Every Last Child

83 Minutes - Director: Tom Roberts

At the beginning of Every Last Child a group of Pakistani policemen are suiting up with body armor, helmets and automatic rifles as they prepare for what their officer tells them is "a jihad" - a holy war. "This is a polio program," he explains. Then the heavily armed and armored men head out into the streets of Peshawar to protect a team of polio vaccinators who are going house to house, squeezing two drops of vaccine onto the tongues of each child they meet.

If this method of delivering healthcare seems shocking, then that is the intent of the filmmaker, Tom Roberts. 27 years after the World Health Organization launched a campaign to eradicate polio world-wide, annual cases of polio have dropped from 350,000 in 1988 to 359 last year, and the disease remains endemic in just three countries: Pakistan, neighboring Afghanistan and Nigeria.
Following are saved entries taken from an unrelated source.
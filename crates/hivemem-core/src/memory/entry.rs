//! Memory Entry - The fundamental unit handed to consolidation
//!
//! Each entry is a key/value record inside a namespace. The value is either
//! plain text or a structured JSON document; consolidation only ever looks at
//! its text form.

use std::borrow::Cow;
use std::collections::BTreeMap;

use chrono::Utc;
use serde::{Deserialize, Deserializer, Serialize};

use super::MemoryCategory;

// ============================================================================
// MEMORY VALUE
// ============================================================================

/// Payload of a memory entry
///
/// Deserialized untagged: a JSON string becomes `Text`, any other JSON value
/// becomes `Structured`.
#[derive(Debug, Clone, PartialEq, Serialize, Deserialize)]
#[serde(untagged)]
pub enum MemoryValue {
    /// UTF-8 text blob
    Text(String),
    /// Structured record kept as JSON
    Structured(serde_json::Value),
}

impl MemoryValue {
    /// Text representation used for embedding and comparison
    ///
    /// Structured values are rendered as compact JSON, so two records with the
    /// same fields in the same order compare as identical text.
    pub fn as_text(&self) -> Cow<'_, str> {
        match self {
            MemoryValue::Text(s) => Cow::Borrowed(s),
            MemoryValue::Structured(serde_json::Value::String(s)) => Cow::Borrowed(s),
            MemoryValue::Structured(v) => Cow::Owned(v.to_string()),
        }
    }

    /// Whether the payload is plain text
    pub fn is_text(&self) -> bool {
        matches!(self, MemoryValue::Text(_))
    }
}

impl From<String> for MemoryValue {
    fn from(s: String) -> Self {
        MemoryValue::Text(s)
    }
}

impl From<&str> for MemoryValue {
    fn from(s: &str) -> Self {
        MemoryValue::Text(s.to_string())
    }
}

impl From<serde_json::Value> for MemoryValue {
    fn from(v: serde_json::Value) -> Self {
        match v {
            serde_json::Value::String(s) => MemoryValue::Text(s),
            other => MemoryValue::Structured(other),
        }
    }
}

// ============================================================================
// ENTRY METADATA
// ============================================================================

/// Metadata attached to a memory entry
///
/// Deserialization never fails on content: `null` or a non-object reads as
/// empty metadata, and a `timestamp` or `category` that cannot be read stays
/// in `extra` untouched, so the entry loads as undated or uncategorised.
#[derive(Debug, Clone, PartialEq, Serialize, Default)]
#[serde(rename_all = "camelCase")]
pub struct EntryMetadata {
    /// Creation / last-write time in epoch milliseconds
    #[serde(default, skip_serializing_if = "Option::is_none")]
    pub timestamp: Option<i64>,
    /// Retention category
    #[serde(default, skip_serializing_if = "Option::is_none")]
    pub category: Option<MemoryCategory>,
    /// Any other metadata fields, preserved untouched
    #[serde(flatten)]
    pub extra: BTreeMap<String, serde_json::Value>,
}

impl EntryMetadata {
    /// Metadata stamped with the current wall-clock time
    pub fn now() -> Self {
        Self {
            timestamp: Some(Utc::now().timestamp_millis()),
            ..Default::default()
        }
    }

    /// Metadata with an explicit timestamp
    pub fn at(timestamp: i64) -> Self {
        Self {
            timestamp: Some(timestamp),
            ..Default::default()
        }
    }

    /// Set the category
    pub fn with_category(mut self, category: MemoryCategory) -> Self {
        self.category = Some(category);
        self.extra.remove("category");
        self
    }

    /// Set the timestamp, replacing any unreadable raw value
    pub fn set_timestamp(&mut self, timestamp: i64) {
        self.timestamp = Some(timestamp);
        self.extra.remove("timestamp");
    }

    fn from_fields(mut extra: BTreeMap<String, serde_json::Value>) -> Self {
        let timestamp = match extra.remove("timestamp") {
            None | Some(serde_json::Value::Null) => None,
            Some(raw) => match raw.as_i64() {
                Some(ts) => Some(ts),
                None => {
                    tracing::warn!(
                        timestamp = %raw,
                        "Unreadable entry timestamp; keeping it as an extra field"
                    );
                    extra.insert("timestamp".to_string(), raw);
                    None
                }
            },
        };

        let category = match extra.remove("category") {
            None | Some(serde_json::Value::Null) => None,
            Some(raw) => match raw.as_str().map(str::parse::<MemoryCategory>) {
                Some(Ok(category)) => Some(category),
                _ => {
                    tracing::warn!(
                        category = %raw,
                        "Unreadable entry category; keeping it as an extra field"
                    );
                    extra.insert("category".to_string(), raw);
                    None
                }
            },
        };

        Self {
            timestamp,
            category,
            extra,
        }
    }
}

impl<'de> Deserialize<'de> for EntryMetadata {
    fn deserialize<D: Deserializer<'de>>(deserializer: D) -> Result<Self, D::Error> {
        match serde_json::Value::deserialize(deserializer)? {
            serde_json::Value::Object(fields) => {
                Ok(Self::from_fields(fields.into_iter().collect()))
            }
            serde_json::Value::Null => Ok(Self::default()),
            other => {
                tracing::warn!(metadata = %other, "Entry metadata is not an object; ignoring it");
                Ok(Self::default())
            }
        }
    }
}

// ============================================================================
// MEMORY ENTRY
// ============================================================================

/// A key/value memory record inside a namespace
#[derive(Debug, Clone, PartialEq, Serialize, Deserialize)]
#[serde(rename_all = "camelCase")]
pub struct MemoryEntry {
    /// Unique key within the namespace
    pub key: String,
    /// Payload
    pub value: MemoryValue,
    /// Logical partition
    #[serde(default)]
    pub namespace: String,
    /// Timestamp, category, and free-form metadata
    #[serde(default)]
    pub metadata: EntryMetadata,
}

impl MemoryEntry {
    /// Create an entry stamped with the current time
    pub fn new(
        key: impl Into<String>,
        value: impl Into<MemoryValue>,
        namespace: impl Into<String>,
    ) -> Self {
        Self {
            key: key.into(),
            value: value.into(),
            namespace: namespace.into(),
            metadata: EntryMetadata::now(),
        }
    }

    /// Replace the timestamp
    pub fn with_timestamp(mut self, timestamp: i64) -> Self {
        self.metadata.set_timestamp(timestamp);
        self
    }

    /// Drop the timestamp (malformed record)
    pub fn without_timestamp(mut self) -> Self {
        self.metadata.timestamp = None;
        self
    }

    /// Replace the category
    pub fn with_category(mut self, category: MemoryCategory) -> Self {
        self.metadata = self.metadata.with_category(category);
        self
    }

    /// Text form of the value
    pub fn text(&self) -> Cow<'_, str> {
        self.value.as_text()
    }

    /// Timestamp, if the record carries one
    pub fn timestamp(&self) -> Option<i64> {
        self.metadata.timestamp
    }

    /// Category used for TTL lookup
    ///
    /// Resolution order: explicit `metadata.category`, then the key prefix
    /// before the first `/` (`task/build-42` resolves to `task`), then the
    /// namespace. Returns `None` when none of these yield a name.
    pub fn resolved_category(&self) -> Option<MemoryCategory> {
        if let Some(category) = &self.metadata.category {
            return Some(category.clone());
        }

        if let Some((prefix, _)) = self.key.split_once('/') {
            if let Ok(category) = prefix.parse() {
                return Some(category);
            }
        }

        self.namespace.parse().ok()
    }
}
Tantalizingly close to success, the WHO's campaign has been disrupted by a 2012 announcement from the Taliban banning polio vaccinations - and a campaign to kill those who defy them, which has already led to the death of some 80 vaccinators and their guards in the past two and a half years. The Taliban has spread rumors that the polio vaccine is a Western plot to sterilize Muslims, and has also said the vaccinators are all American spies, following the revelation that the CIA used a doctor in Abbottabad to try to get DNA from the children in Osama bin Laden's compound.

Every Last Child does a masterful job of showing the human costs of polio, which paralyzes many of its victims for life. Roberts follows Habib Mehsud, paralyzed from the waist down, as he struggles through the streets of Karachi on a tricycle with a hand crank, and he films a tearful father holding his infant son who has just been diagnosed with polio and whose legs are already non-responsive: "I just want him to be able to stand up once in his life," the devastated father says.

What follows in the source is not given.